■ WHAT IS EXPECTED: Copy out each line below that has the word "overrides" in it.

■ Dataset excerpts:
══════════

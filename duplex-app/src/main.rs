//! Duplex headless host.
//!
//! Loads the stub engines behind a `SpeechClient`, speaks each `--say`
//! text in turn, optionally listens for `--listen-secs`, and prints every
//! client event to stdout as one JSON object per line.

mod settings;
mod transcript;

use std::path::PathBuf;
use std::sync::Arc;
use std::time::Duration;

use anyhow::{Context, Result};
use clap::Parser;
use duplex_core::{
    audio::{device, CpalInput, CpalOutput, InputDevice, WavInput},
    inference::stub::{StubRecognizer, ToneSynthesizer},
    ClientBackends, ClientEvent, ClientEventName, SpeechClient,
};
use parking_lot::Mutex;
use settings::{default_settings_path, load_settings, save_settings, AppSettings};
use tokio::sync::mpsc;
use tracing::{info, warn};
use transcript::TranscriptLog;

/// Longest a single utterance may take to play before we move on.
const SPEAK_TIMEOUT: Duration = Duration::from_secs(120);

#[derive(Debug, Parser)]
#[command(name = "duplex", version, about = "Speak text and transcribe speech")]
struct Args {
    /// Settings file. Defaults to the per-user data directory.
    #[arg(long)]
    config: Option<PathBuf>,

    /// Text to speak; repeat for several utterances.
    #[arg(long = "say", value_name = "TEXT")]
    say: Vec<String>,

    /// Voice id for `--say` (overrides the configured default).
    #[arg(long)]
    voice: Option<u32>,

    /// Speech rate for `--say`, 0.25 to 4.0.
    #[arg(long)]
    speed: Option<f32>,

    /// Listen for this many seconds after speaking.
    #[arg(long, default_value_t = 0)]
    listen_secs: u64,

    /// Use a WAV file as the microphone.
    #[arg(long, value_name = "PATH")]
    input_wav: Option<PathBuf>,

    /// Replay `--input-wav` in a loop.
    #[arg(long)]
    loop_wav: bool,

    /// Microphone name (overrides the settings file).
    #[arg(long)]
    input_device: Option<String>,

    /// List audio devices and exit.
    #[arg(long)]
    list_devices: bool,

    /// Print the effective settings and exit.
    #[arg(long)]
    print_config: bool,

    /// Write the effective settings back to the settings file.
    #[arg(long)]
    save_config: bool,
}

#[tokio::main]
async fn main() -> Result<()> {
    tracing_subscriber::fmt()
        .with_writer(std::io::stderr)
        .with_env_filter(
            tracing_subscriber::EnvFilter::try_from_default_env()
                .unwrap_or_else(|_| tracing_subscriber::EnvFilter::new("duplex=info,duplex_core=info")),
        )
        .init();

    let args = Args::parse();
    let settings_path = args.config.clone().unwrap_or_else(default_settings_path);
    let mut settings = load_settings(&settings_path);
    if let Some(name) = args.input_device.clone() {
        settings.client.input_device = Some(name);
    }
    settings.normalize();

    if args.save_config {
        save_settings(&settings_path, &settings)
            .with_context(|| format!("writing {}", settings_path.display()))?;
        info!(path = %settings_path.display(), "settings saved");
    }
    if args.print_config {
        println!("{}", serde_json::to_string_pretty(&settings)?);
        return Ok(());
    }
    if args.list_devices {
        let devices: Vec<_> = device::list_input_devices()
            .into_iter()
            .chain(device::list_output_devices())
            .collect();
        println!("{}", serde_json::to_string_pretty(&devices)?);
        return Ok(());
    }

    info!("Duplex starting");
    let client = SpeechClient::new(settings.client.clone(), backends(&args, &settings));

    let transcript = Arc::new(Mutex::new(TranscriptLog::new()));
    let (ended_tx, mut ended_rx) = mpsc::unbounded_channel::<()>();
    for name in ClientEventName::ALL {
        if name == ClientEventName::SttPartial && !settings.show_partials {
            continue;
        }
        let transcript = Arc::clone(&transcript);
        let ended_tx = ended_tx.clone();
        client.subscribe(name, move |event| {
            match event {
                ClientEvent::SttFinal(text) => transcript.lock().push_final(text),
                ClientEvent::TtsEnd => {
                    let _ = ended_tx.send(());
                }
                _ => {}
            }
            match serde_json::to_string(event) {
                Ok(line) => println!("{line}"),
                Err(e) => warn!("unprintable event: {e}"),
            }
        });
    }

    let outcome = run(&client, &args, &mut ended_rx).await;
    client.destroy();

    let transcript = transcript.lock();
    if !transcript.is_empty() {
        info!(utterances = transcript.len(), text = %transcript.text(), "transcript");
    }
    outcome
}

fn backends(args: &Args, settings: &AppSettings) -> ClientBackends {
    let input: Arc<dyn InputDevice> = match &args.input_wav {
        Some(path) => Arc::new(WavInput::new(path).looped(args.loop_wav)),
        None => Arc::new(CpalInput),
    };
    ClientBackends {
        recognizer: StubRecognizer::loader(settings.endpoint_samples),
        synthesizer: ToneSynthesizer::loader(settings.num_speakers),
        input,
        output: Arc::new(CpalOutput {
            preferred_device: settings.output_device.clone(),
        }),
    }
}

async fn run(
    client: &SpeechClient,
    args: &Args,
    ended_rx: &mut mpsc::UnboundedReceiver<()>,
) -> Result<()> {
    client
        .initialize()
        .await
        .context("speech engines failed to load")?;

    for text in &args.say {
        while ended_rx.try_recv().is_ok() {}
        let Some(id) = client.speak(text, args.voice, args.speed) else {
            warn!(text = text.as_str(), "nothing spoken");
            continue;
        };
        info!(%id, "speaking");
        tokio::select! {
            ended = tokio::time::timeout(SPEAK_TIMEOUT, ended_rx.recv()) => {
                if ended.is_err() {
                    warn!(%id, "playback did not finish in time");
                    client.stop_speaking();
                }
            }
            _ = tokio::signal::ctrl_c() => {
                client.stop_speaking();
                return Ok(());
            }
        }
    }

    if args.listen_secs > 0 {
        client
            .start_listening()
            .await
            .context("could not start listening")?;
        info!(seconds = args.listen_secs, "listening");
        tokio::select! {
            _ = tokio::time::sleep(Duration::from_secs(args.listen_secs)) => {}
            _ = tokio::signal::ctrl_c() => info!("interrupted"),
        }
        client.stop_listening();
    }
    Ok(())
}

══════════

■ ANSWER AREA:
    /// Voice id for `--say` (overrides the configured default).
    /// Microphone name (overrides the settings file).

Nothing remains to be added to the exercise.